▶ _Exercise directions_: Search the listing for the word "sqlx" and return each line that contains it.

▶ _Data excerpts_:
//! Infrastructure layer - External systems integration
//!
//! This module handles all external system concerns:
//! - Database connections, migrations and repositories
//! - Redis-backed rate limiting
//! - Unit of Work for repository access

pub mod db;
pub mod rate_limiter;
pub mod repositories;
pub mod unit_of_work;

pub use db::{Database, Migrator};
pub use rate_limiter::RateLimiter;
pub use repositories::{
    CatalogRepository, CatalogStore, SuperUserRepository, SuperUserStore, UserRepository,
    UserStore,
};
pub use unit_of_work::{Persistence, UnitOfWork};

#[cfg(test)]
pub use repositories::{MockCatalogRepository, MockSuperUserRepository, MockUserRepository};
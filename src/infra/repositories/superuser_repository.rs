//! Superuser repository implementation.
//!
//! The single-active-superuser invariant is enforced twice: a serializable
//! check-and-insert in [`SuperUserRepository::create_first`] and a partial
//! unique index on `superusers(is_active)`.

use async_trait::async_trait;
use chrono::{DateTime, Utc};
use sea_orm::{
    AccessMode, ActiveModelTrait, ColumnTrait, DatabaseConnection, DbErr, EntityTrait,
    IsolationLevel, PaginatorTrait, QueryFilter, RuntimeErr, Set, SqlErr, TransactionTrait,
};
use uuid::Uuid;

use super::entities::superuser::{self, ActiveModel, Entity as SuperUserEntity};
use crate::domain::{NewSuperUser, SuperUser, SuperUserChanges};
use crate::errors::{AppError, AppResult};

#[cfg(test)]
use mockall::automock;

const SINGLE_ACTIVE_INDEX: &str = "idx_superusers_single_active";
const SERIALIZATION_FAILURE: &str = "40001";

#[cfg_attr(test, automock)]
#[async_trait]
pub trait SuperUserRepository: Send + Sync {
    /// Number of active superusers (0 or 1)
    async fn count_active(&self) -> AppResult<u64>;

    async fn find_by_id(&self, id: Uuid) -> AppResult<Option<SuperUser>>;

    /// Find the active superuser with this (normalized) email
    async fn find_active_by_email(&self, email: &str) -> AppResult<Option<SuperUser>>;

    /// Fetch every superuser whose id is in `ids`
    async fn find_many(&self, ids: Vec<Uuid>) -> AppResult<Vec<SuperUser>>;

    /// Insert the first active superuser.
    ///
    /// Fails with `SuperUserExists` if an active one is already present and with
    /// `Conflict` if the email belongs to another superuser record.
    async fn create_first(&self, superuser: NewSuperUser) -> AppResult<SuperUser>;

    /// Stamp the last successful signin
    async fn record_login(&self, id: Uuid, at: DateTime<Utc>) -> AppResult<()>;

    /// Apply a partial profile update
    async fn update(&self, id: Uuid, changes: SuperUserChanges) -> AppResult<SuperUser>;
}

pub struct SuperUserStore {
    db: DatabaseConnection,
}

impl SuperUserStore {
    pub fn new(db: DatabaseConnection) -> Self {
        Self { db }
    }
}

fn is_serialization_failure(err: &DbErr) -> bool {
    match err {
        DbErr::Conn(RuntimeErr::SqlxError(sea_orm::sqlx::Error::Database(e)))
        | DbErr::Exec(RuntimeErr::SqlxError(sea_orm::sqlx::Error::Database(e)))
        | DbErr::Query(RuntimeErr::SqlxError(sea_orm::sqlx::Error::Database(e))) => {
            e.code().as_deref() == Some(SERIALIZATION_FAILURE)
        }
        _ => false,
    }
}

/// Translate insert failures into the bootstrap conflicts.
fn insert_error(err: DbErr) -> AppError {
    if is_serialization_failure(&err) {
        return AppError::SuperUserExists;
    }
    match err.sql_err() {
        Some(SqlErr::UniqueConstraintViolation(detail)) if detail.contains(SINGLE_ACTIVE_INDEX) => {
            AppError::SuperUserExists
        }
        Some(SqlErr::UniqueConstraintViolation(_)) => {
            AppError::conflict("Superuser email")
        }
        _ => AppError::from(err),
    }
}

#[async_trait]
impl SuperUserRepository for SuperUserStore {
    async fn count_active(&self) -> AppResult<u64> {
        SuperUserEntity::find()
            .filter(superuser::Column::IsActive.eq(true))
            .count(&self.db)
            .await
            .map_err(AppError::from)
    }

    async fn find_by_id(&self, id: Uuid) -> AppResult<Option<SuperUser>> {
        let result = SuperUserEntity::find_by_id(id)
            .one(&self.db)
            .await
            .map_err(AppError::from)?;

        Ok(result.map(SuperUser::from))
    }

    async fn find_active_by_email(&self, email: &str) -> AppResult<Option<SuperUser>> {
        let result = SuperUserEntity::find()
            .filter(superuser::Column::Email.eq(email))
            .filter(superuser::Column::IsActive.eq(true))
            .one(&self.db)
            .await
            .map_err(AppError::from)?;

        Ok(result.map(SuperUser::from))
    }

    async fn find_many(&self, ids: Vec<Uuid>) -> AppResult<Vec<SuperUser>> {
        if ids.is_empty() {
            return Ok(Vec::new());
        }

        let models = SuperUserEntity::find()
            .filter(superuser::Column::Id.is_in(ids))
            .all(&self.db)
            .await
            .map_err(AppError::from)?;

        Ok(models.into_iter().map(SuperUser::from).collect())
    }

    async fn create_first(&self, new_superuser: NewSuperUser) -> AppResult<SuperUser> {
        let txn = self
            .db
            .begin_with_config(Some(IsolationLevel::Serializable), Some(AccessMode::ReadWrite))
            .await
            .map_err(AppError::from)?;

        let active = SuperUserEntity::find()
            .filter(superuser::Column::IsActive.eq(true))
            .count(&txn)
            .await
            .map_err(insert_error)?;
        if active > 0 {
            return Err(AppError::SuperUserExists);
        }

        let email_taken = SuperUserEntity::find()
            .filter(superuser::Column::Email.eq(new_superuser.email.as_str()))
            .count(&txn)
            .await
            .map_err(insert_error)?;
        if email_taken > 0 {
            return Err(AppError::conflict("Superuser email"));
        }

        let now = Utc::now();
        let active_model = ActiveModel {
            id: Set(Uuid::new_v4()),
            name: Set(new_superuser.name),
            email: Set(new_superuser.email),
            password_hash: Set(new_superuser.password_hash),
            is_active: Set(true),
            created_by: Set(new_superuser.created_by),
            last_login: Set(Some(now)),
            created_at: Set(now),
            updated_at: Set(now),
        };

        let model = active_model.insert(&txn).await.map_err(insert_error)?;
        txn.commit().await.map_err(insert_error)?;

        Ok(SuperUser::from(model))
    }

    async fn record_login(&self, id: Uuid, at: DateTime<Utc>) -> AppResult<()> {
        let model = SuperUserEntity::find_by_id(id)
            .one(&self.db)
            .await?
            .ok_or(AppError::NotFound)?;

        let mut active: ActiveModel = model.into();
        active.last_login = Set(Some(at));
        active.update(&self.db).await.map_err(AppError::from)?;

        Ok(())
    }

    async fn update(&self, id: Uuid, changes: SuperUserChanges) -> AppResult<SuperUser> {
        let model = SuperUserEntity::find_by_id(id)
            .one(&self.db)
            .await?
            .ok_or(AppError::NotFound)?;

        let mut active: ActiveModel = model.into();

        if let Some(name) = changes.name {
            active.name = Set(name);
        }
        if let Some(email) = changes.email {
            active.email = Set(email);
        }
        if let Some(password_hash) = changes.password_hash {
            active.password_hash = Set(password_hash);
        }
        active.updated_at = Set(Utc::now());

        let model = active.update(&self.db).await.map_err(insert_error)?;
        Ok(SuperUser::from(model))
    }
}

▶ _Expected answer_:
        DbErr::Conn(RuntimeErr::SqlxError(sea_orm::sqlx::Error::Database(e)))
        | DbErr::Exec(RuntimeErr::SqlxError(sea_orm::sqlx::Error::Database(e)))
        | DbErr::Query(RuntimeErr::SqlxError(sea_orm::sqlx::Error::Database(e))) => {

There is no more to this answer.